(Prompt) Please restate, word for word, the lines below that begin at the one with "and not recorded." and end at the one with "#[derive(Clone, Debug, PartialEq, Eq, thiserror::Error)]". Leave out all other lines.

Saved entries
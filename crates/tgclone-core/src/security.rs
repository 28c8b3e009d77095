use crate::domain::UserId;

/// Only explicitly listed operators may control clone runs. An empty list
/// authorizes nobody.
pub fn is_authorized(user_id: Option<UserId>, allowed_users: &[i64]) -> bool {
    let Some(user_id) = user_id else {
        return false;
    };
    if allowed_users.is_empty() {
        return false;
    }
    allowed_users.contains(&user_id.0)
}

#[cfg(test)]
mod tests {
    use super::*;

    #[test]
    fn authorization_requires_listed_user() {
        assert!(is_authorized(Some(UserId(7)), &[1, 7]));
        assert!(!is_authorized(Some(UserId(8)), &[1, 7]));
        assert!(!is_authorized(None, &[1, 7]));
        assert!(!is_authorized(Some(UserId(7)), &[]));
    }
}
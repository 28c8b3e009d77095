use std::{
    path::{Path, PathBuf},
    sync::Arc,
    time::Duration,
};

use crate::{
    domain::{ChatId, MessageBody, SourceMessage},
    errors::ProviderError,
    ports::ChannelProvider,
};

/// Successful outcome of reproducing one message.
#[derive(Clone, Copy, Debug, PartialEq, Eq)]
pub enum Transferred {
    /// The target confirmed a text or media send.
    Sent,
    /// Nothing to reproduce; counts as delivered.
    NothingToSend,
    /// Service message; intentionally not reproduced and not recorded.
    ServiceSkipped,
}

impl Transferred {
    /// Whether the id belongs in the ledger.
    pub fn is_confirmed(self) -> bool {
        matches!(self, Self::Sent | Self::NothingToSend)
    }
}

#[derive(Clone, Debug, PartialEq, Eq, thiserror::Error)]
pub enum TransferError {
    /// Retry the same message after waiting.
    #[error("rate limited, retry after {0:?}")]
    RateLimited(Duration),

    #[error("{0}")]
    Permanent(String),
}

impl From<ProviderError> for TransferError {
    fn from(e: ProviderError) -> Self {
        match e {
            ProviderError::RateLimited(d) => Self::RateLimited(d),
            ProviderError::Failed(detail) => Self::Permanent(detail),
        }
    }
}

/// Reproduces a single source message in the target channel.
pub struct TransferExecutor {
    provider: Arc<dyn ChannelProvider>,
    temp_dir: PathBuf,
}

impl TransferExecutor {
    pub fn new(provider: Arc<dyn ChannelProvider>, temp_dir: impl Into<PathBuf>) -> Self {
        Self {
            provider,
            temp_dir: temp_dir.into(),
        }
    }

    pub async fn transfer(
        &self,
        message: &SourceMessage,
        target: ChatId,
    ) -> Result<Transferred, TransferError> {
        match &message.body {
            MessageBody::Service => Ok(Transferred::ServiceSkipped),
            MessageBody::Media { caption, .. } => {
                let path = self
                    .provider
                    .download_media(message, &self.temp_dir)
                    .await?;
                let local = TempMedia::new(path);
                self.provider
                    .send_media(target, message, local.path(), caption.as_deref().unwrap_or(""))
                    .await?;
                Ok(Transferred::Sent)
            }
            MessageBody::Text(text) if !text.trim().is_empty() => {
                self.provider.send_text(target, text).await?;
                Ok(Transferred::Sent)
            }
            MessageBody::Text(_) | MessageBody::Empty => Ok(Transferred::NothingToSend),
            MessageBody::Unavailable(reason) => Err(TransferError::Permanent(format!(
                "source message cannot be copied: {reason}"
            ))),
        }
    }
}

/// Downloaded media file, removed when dropped on every exit path.
struct TempMedia {
    path: PathBuf,
}

impl TempMedia {
    fn new(path: PathBuf) -> Self {
        Self { path }
    }

    fn path(&self) -> &Path {
        &self.path
    }
}

impl Drop for TempMedia {
    fn drop(&mut self) {
        match std::fs::remove_file(&self.path) {
            Ok(()) => {}
            Err(e) if e.kind() == std::io::ErrorKind::NotFound => {}
            Err(e) => {
                tracing::warn!(path = %self.path.display(), error = %e, "failed to remove temp media");
            }
        }
    }
}
use std::path::{Path, PathBuf};

use async_trait::async_trait;

use crate::{
    domain::{ChatId, MessageId, SourceMessage},
    errors::ProviderResult,
    progress::ProgressSnapshot,
    Result,
};

/// Hexagonal port for the messaging provider.
///
/// Telegram (Bot API via teloxide) is the production implementation; tests use
/// an in-memory channel.
#[async_trait]
pub trait ChannelProvider: Send + Sync {
    /// One page of history strictly older than `before` (newest page when `None`),
    /// ordered newest-first. An empty page means the start of the channel.
    async fn fetch_history_page(
        &self,
        channel: ChatId,
        before: Option<MessageId>,
        page_size: usize,
    ) -> ProviderResult<Vec<SourceMessage>>;

    async fn send_text(&self, channel: ChatId, text: &str) -> ProviderResult<()>;

    async fn send_media(
        &self,
        channel: ChatId,
        message: &SourceMessage,
        blob: &Path,
        caption: &str,
    ) -> ProviderResult<()>;

    /// Download the media of `message` into `dest_dir`, returning the local file.
    async fn download_media(
        &self,
        message: &SourceMessage,
        dest_dir: &Path,
    ) -> ProviderResult<PathBuf>;
}

/// External observer of run progress (operator chat, dashboard, ...).
#[async_trait]
pub trait ProgressNotifier: Send + Sync {
    async fn notify(&self, snapshot: &ProgressSnapshot) -> Result<()>;
}

/// Notifier for headless runs.
pub struct NoopNotifier;

#[async_trait]
impl ProgressNotifier for NoopNotifier {
    async fn notify(&self, _snapshot: &ProgressSnapshot) -> Result<()> {
        Ok(())
    }
}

(Task result)
    /// Service message; intentionally not reproduced and not recorded.
    ServiceSkipped,
}

impl Transferred {
    /// Whether the id belongs in the ledger.
    pub fn is_confirmed(self) -> bool {
        matches!(self, Self::Sent | Self::NothingToSend)
    }
}

#[derive(Clone, Debug, PartialEq, Eq, thiserror::Error)]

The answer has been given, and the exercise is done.